The Pipelines Corridor

The BTC pipeline begins at the Sangachal Terminal on the Caspian Sea in Azerbaijan near the modern capital of Baku, then continues through the territory of Georgia, before ending at the Ceyhan Terminal on the Turkish coast of the Mediterranean. The length of the BTC pipeline is 1,768 kilometers (1,099 miles): 443 kilometers (275 miles) in Azerbaijan, 249 kilometers (155 miles) in Georgia, and 1,076 kilometers (669 miles) in Turkey. Its diameter varies from 1.07 to 1.17 meters (42 to 46 inches), and it is currently transporting close to one million barrels of oil per day, with plans to increase capacity to handle additional volume.

The SCP transports natural gas from the Shah Deniz field on the Caspian Sea to Turkey. It follows the route of the BTC pipeline through Azerbaijan and Georgia into Turkey, where it connects with the Turkish gas distribution system. The total length of this pipeline is 691 kilometers (429 miles), divided between Azerbaijan and Georgia in the same proportions as the BTC pipeline, and measures 1.07 meters (42 inches) in diameter on average.

Thus the “Pipelines Corridor” in which the Cultural Heritage Program took place consists of the corridor through Azerbaijan, Georgia, and Turkey, along the length of both the BTC and the SCP pipelines from Baku to Ceyhan, but does not include the Turkish natural gas distribution system into which the SCP flows.

The AGT (Azerbaijan, Georgia and Turkey) Pipelines Archaeology Program represents one of the most significant commitments to cultural heritage ever made by an international pipeline project. It was initiated as a result of the requirements of the international financial community that financed the pipelines, guidelines of the host countries, and BP’s internal standards for environmental and cultural protection.

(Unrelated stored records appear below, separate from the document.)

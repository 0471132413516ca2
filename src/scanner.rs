// src/scanner.rs - Balanced delimiter scanning for [...] and (...) fields

/// Substring found between a pair of markers
#[derive(Debug, Clone, PartialEq, Eq)]
pub struct Enclosed<'a> {
    /// Text between the markers, markers excluded
    pub content: &'a str,
    /// Byte offset of the opening marker
    pub open: usize,
    /// Byte offset of the first character after the closing marker
    pub next: usize,
}

/// The opening marker at `open` never found its closing partner
#[derive(Debug, Clone, Copy, PartialEq, Eq)]
pub struct Unbalanced {
    pub open: usize,
    pub left: char,
    pub right: char,
}

impl std::fmt::Display for Unbalanced {
    fn fmt(&self, f: &mut std::fmt::Formatter<'_>) -> std::fmt::Result {
        write!(
            f,
            "'{}' at offset {} is never closed by '{}'",
            self.left, self.open, self.right
        )
    }
}

/// Find the first `left` marker at or after `from` and return everything up to
/// its matching `right` marker. Nested pairs are skipped.
///
/// Returns `Ok(None)` when there is no `left` marker at all.
pub fn scan_balanced(
    text: &str,
    from: usize,
    left: char,
    right: char,
) -> Result<Option<Enclosed<'_>>, Unbalanced> {
    let open = match text.get(from..).and_then(|rest| rest.find(left)) {
        Some(pos) => from + pos,
        None => return Ok(None),
    };

    let body_start = open + left.len_utf8();
    let mut depth = 0usize;

    for (pos, ch) in text[body_start..].char_indices() {
        if ch == left {
            depth += 1;
        } else if ch == right {
            if depth == 0 {
                let close = body_start + pos;
                return Ok(Some(Enclosed {
                    content: &text[body_start..close],
                    open,
                    next: close + right.len_utf8(),
                }));
            }
            depth -= 1;
        }
    }

    Err(Unbalanced { open, left, right })
}

/// The closing marker paired with a supported opening marker
pub fn closing_marker(left: char) -> Option<char> {
    match left {
        '[' => Some(']'),
        '(' => Some(')'),
        '{' => Some('}'),
        '<' => Some('>'),
        _ => None,
    }
}
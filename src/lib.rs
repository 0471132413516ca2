// src/lib.rs
pub mod colors;
pub mod error;
pub mod event;
pub mod formatters;
pub mod heuristic;
pub mod output_format;
pub mod parser;
pub mod pattern;
pub mod pipeline;
pub mod scanner;

pub use error::*;

pub use event::{AppendMode, Event, EventRecord, Level, StreamItem};
pub use heuristic::{HeuristicMatch, HeuristicMatcher};
pub use output_format::{OutputFormat, OutputFormatter};
pub use parser::{LineOutcome, Parser};
pub use pattern::{FormatModifier, PatternLayout, JBOSS_DEFAULT_PATTERN};
pub use pipeline::config::{ErrorStrategy, PipelineConfig};
pub use pipeline::context::{ProcessResult, ProcessingStats};
pub use pipeline::processors::{
    CountProcessor, ExcludeLoggerProcessor, GrepProcessor, LevelFilterProcessor,
};
pub use pipeline::stream::{EventProcessor, StreamPipeline};
impl ComponentBuilder {
    /// Builder for a run of literal text
    pub fn literal(position: usize) -> Self {
        ComponentBuilder {
            identifier: None,
            is_conversion: false,
            modifier: None,
            literal: String::new(),
            option: None,
            state: BuildState::Open,
            position,
        }
    }

    /// Builder for a conversion; `prefix` is the `%` plus any modifier literal
    pub fn conversion(prefix: &str, modifier: Option<FormatModifier>, position: usize) -> Self {
        ComponentBuilder {
            identifier: None,
            is_conversion: true,
            modifier,
            literal: prefix.to_string(),
            option: None,
            state: BuildState::Open,
            position,
        }
    }

    pub fn is_closed(&self) -> bool {
        self.state == BuildState::Closed
    }

    pub fn add(&mut self, ch: char) -> Result<AddResult, CompileError> {
        match self.state {
            BuildState::Closed => Err(CompileError::ComponentClosed {
                component: self.literal.clone(),
                character: ch,
            }),

            BuildState::Open if !self.is_conversion => {
                if ch == '%' {
                    self.state = BuildState::Closed;
                    Ok(AddResult::NotAccepted)
                } else {
                    self.literal.push(ch);
                    Ok(AddResult::Accepted)
                }
            }

            BuildState::Open => {
                if !ch.is_ascii_alphabetic() {
                    return Err(CompileError::UnknownConversion {
                        character: ch,
                        position: self.position + self.literal.len(),
                    });
                }
                self.identifier = Some(ch);
                self.literal.push(ch);
                match ch {
                    // these take no option
                    'p' | 't' | 'n' | 'm' | 's' | 'E' => {
                        self.state = BuildState::Closed;
                        Ok(AddResult::Last)
                    }
                    _ => {
                        self.state = BuildState::AwaitingOption;
                        Ok(AddResult::Accepted)
                    }
                }
            }

            BuildState::AwaitingOption => {
                if ch == '{' {
                    self.literal.push(ch);
                    self.option = Some(String::new());
                    self.state = BuildState::ReadingOption;
                    Ok(AddResult::Accepted)
                } else {
                    self.state = BuildState::Closed;
                    Ok(AddResult::NotAccepted)
                }
            }

            BuildState::ReadingOption => {
                self.literal.push(ch);
                if ch == '}' {
                    self.state = BuildState::Closed;
                    Ok(AddResult::Last)
                } else {
                    if let Some(option) = self.option.as_mut() {
                        option.push(ch);
                    }
                    Ok(AddResult::Accepted)
                }
            }
        }
    }

    /// Finish the component. Called when the builder closed itself or the
    /// pattern ended.
    pub fn build(self) -> Result<Component, CompileError> {
        match self.state {
            BuildState::ReadingOption => {
                return Err(CompileError::UnterminatedOption {
                    position: self.position,
                })
            }
            BuildState::Open if self.is_conversion => {
                return Err(CompileError::DanglingMarker {
                    position: self.position,
                })
            }
            _ => {}
        }

        let identifier = match self.identifier {
            Some(identifier) => identifier,
            None => return Ok(Component::literal_text(&self.literal)),
        };

        let kind = match identifier {
            'd' => match &self.option {
                Some(body) => ComponentKind::Date(DateFormat::resolve(body)?),
                None => ComponentKind::Date(DateFormat::default()),
            },
            'p' => ComponentKind::Level,
            'c' => ComponentKind::Logger {
                precision: match &self.option {
                    Some(body) => Some(body.trim().parse::<usize>().map_err(|_| {
                        CompileError::InvalidModifier {
                            literal: body.clone(),
                            reason: "logger precision must be a number".to_string(),
                        }
                    })?),
                    None => None,
                },
            },
            't' => ComponentKind::Thread,
            'n' => ComponentKind::LineSeparator,
            'm' | 's' => ComponentKind::Message,
            'E' => ComponentKind::Exception,
            other => ComponentKind::Unknown {
                conversion: other,
                option: self.option.clone(),
            },
        };

        Ok(Component {
            kind,
            identifier: Some(identifier),
            modifier: self.modifier,
            literal: self.literal,
        })
    }
}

In coordination with national cultural heritage authorities, a staged program of archaeological research and excavation was developed in each of the host countries along the pipelines (see Taylor et al., 2011a:34-40). The four initial stages occurred before and during the pipeline construction. Over the course of the first four stages, dozens of archaeological sites were found and sampled.

Baseline surveys, staffed in part with local experts, comprised Stage 1. The results of these surveys led to alteration of the proposed pipeline route, as part of an overall strategy to work around areas of environmental and cultural sensitivity.

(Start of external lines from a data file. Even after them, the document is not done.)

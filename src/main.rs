use anyhow::Context;
use clap::{ArgAction, Parser};
use std::fs::File;
use std::io::{self, BufReader, Write};
use std::path::PathBuf;
use tracing::{debug, error};
use tracing_subscriber::{layer::SubscriberExt, util::SubscriberInitExt};

use patlog::{
    CountProcessor, ErrorStrategy, ExcludeLoggerProcessor, GrepProcessor, Level,
    LevelFilterProcessor, OutputFormat, PipelineConfig, ProcessingError, StreamPipeline,
};

#[derive(Parser)]
#[command(name = "patlog")]
#[command(about = "Reconstruct structured events from log4j/JBoss style log files")]
#[command(version)]
struct Args {
    /// Input files (default: stdin)
    #[arg(value_name = "FILES")]
    input_files: Vec<PathBuf>,

    /// Conversion pattern of the input, e.g. '%d{HH:mm:ss,SSS} %-5p [%c] (%t) %s%E%n'.
    /// Without it, JBoss-style lines are recognized heuristically
    #[arg(short = 'p', long = "pattern", env = "PATLOG_PATTERN")]
    pattern: Option<String>,

    /// Output format
    #[arg(short = 'F', long = "output-format", value_enum, default_value = "raw")]
    output_format: OutputFormat,

    /// Conversion pattern used by the layout output format (default: the input pattern)
    #[arg(long, value_name = "PATTERN")]
    output_pattern: Option<String>,

    /// Minimum level to keep
    #[arg(long, value_name = "LEVEL", value_parser = parse_level)]
    level: Option<Level>,

    /// Keep only these levels (comma-separated)
    #[arg(long, value_delimiter = ',', value_parser = parse_level)]
    include_levels: Vec<Level>,

    /// Drop these levels (comma-separated)
    #[arg(long, value_delimiter = ',', value_parser = parse_level)]
    exclude_levels: Vec<Level>,

    /// Drop events whose logger starts with this prefix (repeatable)
    #[arg(long = "exclude-logger", value_name = "PREFIX", action = ArgAction::Append)]
    exclude_loggers: Vec<String>,

    /// Keep only events whose message or exception contains WORD
    #[arg(long, value_name = "WORD")]
    grep: Option<String>,

    /// Print event counts per level instead of the events
    #[arg(long)]
    count: bool,

    /// Stop at the first fatal error instead of skipping the rest of the file
    #[arg(long)]
    fail_fast: bool,

    /// Debug mode - show processing details
    #[arg(long)]
    debug: bool,

    /// Force colored output
    #[arg(long, overrides_with = "no_color")]
    color: bool,

    /// Disable colored output
    #[arg(long = "no-color", overrides_with = "color")]
    no_color: bool,

    /// Maximum line length
    #[arg(long, default_value = "1048576")] // 1MB
    max_line_length: usize,

    /// Buffer size for I/O
    #[arg(long, default_value = "65536")] // 64KB
    buffer_size: usize,

    /// Output file (default: stdout)
    #[arg(short = 'o', long = "output")]
    output_file: Option<PathBuf>,
}

impl Args {
    fn color_preference(&self) -> Option<bool> {
        if self.no_color {
            Some(false)
        } else if self.color {
            Some(true)
        } else {
            None
        }
    }
}

fn parse_level(s: &str) -> Result<Level, String> {
    s.to_uppercase().parse()
}

fn main() {
    let args = Args::parse();
    init_tracing(args.debug);

    match run(args) {
        Ok(code) => std::process::exit(code),
        Err(e) => {
            eprintln!("patlog: {:#}", e);
            std::process::exit(1);
        }
    }
}

fn init_tracing(debug: bool) {
    let default_filter = if debug { "patlog=debug" } else { "patlog=warn" };
    tracing_subscriber::registry()
        .with(
            tracing_subscriber::EnvFilter::try_from_default_env()
                .unwrap_or_else(|_| default_filter.into()),
        )
        .with(
            tracing_subscriber::fmt::layer()
                .with_writer(io::stderr)
                .with_target(false),
        )
        .init();
}

/// Returns the process exit code: 0 on success, 1 when a fatal error
/// occurred, 2 when nothing was written.
fn run(args: Args) -> anyhow::Result<i32> {
    let error_strategy = if args.fail_fast {
        ErrorStrategy::FailFast
    } else {
        ErrorStrategy::Skip
    };

    let config = PipelineConfig {
        error_strategy,
        max_line_length: args.max_line_length,
        pattern: args.pattern.clone(),
        output_format: args.output_format,
        output_pattern: args.output_pattern.clone(),
        color_preference: args.color_preference(),
    };

    let mut pipeline = StreamPipeline::new(config)?;

    if args.level.is_some() || !args.include_levels.is_empty() || !args.exclude_levels.is_empty() {
        let include = if args.include_levels.is_empty() {
            None
        } else {
            Some(args.include_levels.clone())
        };
        pipeline.add_processor(Box::new(LevelFilterProcessor::new(
            args.level,
            include,
            args.exclude_levels.clone(),
        )));
    }
    if !args.exclude_loggers.is_empty() {
        pipeline.add_processor(Box::new(ExcludeLoggerProcessor::new(
            args.exclude_loggers.clone(),
        )));
    }
    if let Some(keyword) = &args.grep {
        pipeline.add_processor(Box::new(GrepProcessor::new(keyword.as_str())));
    }
    if args.count {
        pipeline.add_processor(Box::new(CountProcessor::new()));
    }

    // Set up output
    let mut output: Box<dyn Write> = if let Some(output_path) = &args.output_file {
        let file = File::create(output_path)
            .with_context(|| format!("Failed to create output file '{}'", output_path.display()))?;
        Box::new(io::BufWriter::with_capacity(args.buffer_size, file))
    } else {
        Box::new(io::BufWriter::with_capacity(args.buffer_size, io::stdout()))
    };

    let mut failed = false;

    if args.input_files.is_empty() {
        let stdin = io::stdin();
        let input = BufReader::with_capacity(args.buffer_size, stdin.lock());
        pipeline
            .process_stream(input, &mut output, None)
            .context("Processing failed")?;
    } else {
        for path in &args.input_files {
            let name = path.display().to_string();
            let file = match File::open(path) {
                Ok(file) => file,
                Err(e) if error_strategy == ErrorStrategy::Skip => {
                    error!(file = %name, "cannot open: {}", e);
                    failed = true;
                    continue;
                }
                Err(e) => {
                    return Err(e).with_context(|| format!("Failed to open input file '{}'", name))
                }
            };
            let input = BufReader::with_capacity(args.buffer_size, file);
            match pipeline.process_stream(input, &mut output, Some(&name)) {
                Ok(stats) => debug!(file = %name, ?stats, "file done"),
                Err(e @ ProcessingError::Parse { .. }) => return Err(e.into()),
                Err(e) => return Err(e).with_context(|| format!("Processing '{}' failed", name)),
            }
        }
    }

    let summary_lines = pipeline.finish(&mut output)?;

    // Ensure output is flushed
    if let Err(e) = output.flush() {
        if e.kind() != io::ErrorKind::BrokenPipe {
            return Err(e.into());
        }
    }

    let stats = pipeline.get_stats();
    debug!(
        lines_read = stats.lines_read,
        events_parsed = stats.events_parsed,
        events_written = stats.events_written,
        events_filtered = stats.events_filtered,
        lines_skipped = stats.lines_skipped,
        fatal_errors = stats.fatal_errors,
        elapsed = ?stats.processing_time,
        rate = ?stats.rate(),
        "final statistics"
    );

    if failed || stats.fatal_errors > 0 {
        Ok(1)
    } else if stats.events_written == 0 && summary_lines == 0 {
        Ok(2)
    } else {
        Ok(0)
    }
}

Stage 2 began once the route was determined and the financial lenders approved it. This stage involved testing selected sites through limited excavations to identify cultural heritage resources of sufficient significance to warrant avoidance or mitigation initiatives, such as restricting construction areas or using protective measures such as fencing.

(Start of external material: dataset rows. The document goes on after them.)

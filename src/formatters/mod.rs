use crate::event::Event;

/// Trait for formatting events to single output records
pub trait EventFormatter {
    fn format_event(&self, event: &Event) -> String;
}

pub mod layout;
pub mod logfmt;
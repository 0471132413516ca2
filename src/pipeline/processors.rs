// src/pipeline/processors.rs - Event procedures: filters and counters
use crate::event::{Event, Level};
use crate::pipeline::context::ProcessResult;
use crate::pipeline::stream::EventProcessor;
use std::collections::BTreeMap;

/// Keeps events by level.
///
/// Events without a level pass the minimum-level and exclude checks but never
/// match an include list.
pub struct LevelFilterProcessor {
    min_level: Option<Level>,
    include: Option<Vec<Level>>,
    exclude: Vec<Level>,
}

impl LevelFilterProcessor {
    pub fn new(min_level: Option<Level>, include: Option<Vec<Level>>, exclude: Vec<Level>) -> Self {
        LevelFilterProcessor {
            min_level,
            include,
            exclude,
        }
    }

    fn keeps(&self, level: Option<Level>) -> bool {
        if let Some(include) = &self.include {
            return level.is_some_and(|l| include.contains(&l));
        }
        match level {
            Some(level) => {
                !self.exclude.contains(&level) && self.min_level.map_or(true, |min| level >= min)
            }
            None => true,
        }
    }
}

impl EventProcessor for LevelFilterProcessor {
    fn process(&mut self, event: &Event) -> ProcessResult {
        if self.keeps(event.level) {
            ProcessResult::Keep
        } else {
            ProcessResult::Skip
        }
    }

    fn name(&self) -> &str {
        "level-filter"
    }
}

/// Drops events whose logger starts with any of the given prefixes
pub struct ExcludeLoggerProcessor {
    prefixes: Vec<String>,
}

impl ExcludeLoggerProcessor {
    pub fn new(prefixes: Vec<String>) -> Self {
        ExcludeLoggerProcessor { prefixes }
    }
}

impl EventProcessor for ExcludeLoggerProcessor {
    fn process(&mut self, event: &Event) -> ProcessResult {
        match &event.logger {
            Some(logger) if self.prefixes.iter().any(|p| logger.starts_with(p.as_str())) => {
                ProcessResult::Skip
            }
            _ => ProcessResult::Keep,
        }
    }

    fn name(&self) -> &str {
        "exclude-logger"
    }
}

/// Keeps events whose message or exception contains a keyword
pub struct GrepProcessor {
    keyword: String,
}

impl GrepProcessor {
    pub fn new(keyword: impl Into<String>) -> Self {
        GrepProcessor {
            keyword: keyword.into(),
        }
    }
}

impl EventProcessor for GrepProcessor {
    fn process(&mut self, event: &Event) -> ProcessResult {
        let found = [&event.message, &event.exception_rendering]
            .iter()
            .any(|text| text.as_deref().is_some_and(|t| t.contains(self.keyword.as_str())));
        if found {
            ProcessResult::Keep
        } else {
            ProcessResult::Skip
        }
    }

    fn name(&self) -> &str {
        "grep"
    }
}

/// Counts events per level instead of writing them; the counts are reported
/// by `finish`.
#[derive(Default)]
pub struct CountProcessor {
    by_level: BTreeMap<Level, usize>,
    without_level: usize,
    total: usize,
}

impl CountProcessor {
    pub fn new() -> Self {
        Self::default()
    }
}

impl EventProcessor for CountProcessor {
    fn process(&mut self, event: &Event) -> ProcessResult {
        match event.level {
            Some(level) => *self.by_level.entry(level).or_insert(0) += 1,
            None => self.without_level += 1,
        }
        self.total += 1;
        ProcessResult::Consume
    }

    fn name(&self) -> &str {
        "count"
    }

    fn finish(&mut self) -> Vec<String> {
        let mut lines: Vec<String> = self
            .by_level
            .iter()
            .map(|(level, count)| format!("{} {}", level, count))
            .collect();
        if self.without_level > 0 {
            lines.push(format!("NONE {}", self.without_level));
        }
        lines.push(format!("total {}", self.total));
        lines
    }
}

#[cfg(test)]
mod tests {
    use super::*;

    fn event(level: Option<Level>, logger: &str, message: &str) -> Event {
        let mut event = Event::new(1, message);
        event.level = level;
        event.logger = Some(logger.to_string());
        event.message = Some(message.to_string());
        event
    }

    #[test]
    fn test_min_level() {
        let mut filter = LevelFilterProcessor::new(Some(Level::Warn), None, Vec::new());
        assert_eq!(filter.process(&event(Some(Level::Error), "a", "x")), ProcessResult::Keep);
        assert_eq!(filter.process(&event(Some(Level::Warn), "a", "x")), ProcessResult::Keep);
        assert_eq!(filter.process(&event(Some(Level::Info), "a", "x")), ProcessResult::Skip);
        assert_eq!(filter.process(&event(None, "a", "x")), ProcessResult::Keep);
    }

    #[test]
    fn test_include_and_exclude_levels() {
        let mut include =
            LevelFilterProcessor::new(None, Some(vec![Level::Debug, Level::Fatal]), Vec::new());
        assert_eq!(include.process(&event(Some(Level::Debug), "a", "x")), ProcessResult::Keep);
        assert_eq!(include.process(&event(Some(Level::Error), "a", "x")), ProcessResult::Skip);
        assert_eq!(include.process(&event(None, "a", "x")), ProcessResult::Skip);

        let mut exclude = LevelFilterProcessor::new(None, None, vec![Level::Trace]);
        assert_eq!(exclude.process(&event(Some(Level::Trace), "a", "x")), ProcessResult::Skip);
        assert_eq!(exclude.process(&event(Some(Level::Info), "a", "x")), ProcessResult::Keep);
    }

    #[test]
    fn test_exclude_logger_prefix() {
        let mut filter = ExcludeLoggerProcessor::new(vec!["org.jboss".to_string()]);
        assert_eq!(filter.process(&event(None, "org.jboss.as.server", "x")), ProcessResult::Skip);
        assert_eq!(filter.process(&event(None, "org.acme", "x")), ProcessResult::Keep);
        assert_eq!(filter.process(&Event::new(1, "no logger")), ProcessResult::Keep);
    }

    #[test]
    fn test_grep_searches_message_and_exception() {
        let mut grep = GrepProcessor::new("timeout");
        assert_eq!(grep.process(&event(None, "a", "connect timeout")), ProcessResult::Keep);
        assert_eq!(grep.process(&event(None, "a", "all good")), ProcessResult::Skip);

        let mut failed = event(None, "a", "failed");
        failed.exception_rendering = Some("java.net.SocketTimeoutException: read timeout".to_string());
        assert_eq!(grep.process(&failed), ProcessResult::Keep);
    }

    #[test]
    fn test_count_summary() {
        let mut count = CountProcessor::new();
        count.process(&event(Some(Level::Info), "a", "x"));
        count.process(&event(Some(Level::Info), "a", "x"));
        count.process(&event(Some(Level::Error), "a", "x"));
        count.process(&event(None, "a", "x"));
        assert_eq!(count.finish(), vec!["INFO 2", "ERROR 1", "NONE 1", "total 4"]);

        assert_eq!(CountProcessor::new().finish(), vec!["total 0"]);
    }
}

Stage 3, which also began before the AGT pipeline construction began, involved a first round of excavations. They were planned well in advance with BP’s national partner organizations so as to have clear research designs and protocols in place to maximize the data collected. Several methods of record keeping were employed during this stage, including drawings, photographs, and written documentation.

Stage 4 involved excavations of new sites found during the actual construction process. A vital task was the development of policy and procedures for dealing with previously unknown archaeological sites found after construction commenced. These “late finds,” generally consisting of scatterings of artifacts, also yielded unique and important discoveries. In many cases, BP, in consultation with national regulatory bodies, developed measures to avoid or abate damage to these late finds. Mitigation usually involved restricting impacts through the use of narrower construction zones combined with archaeological excavation.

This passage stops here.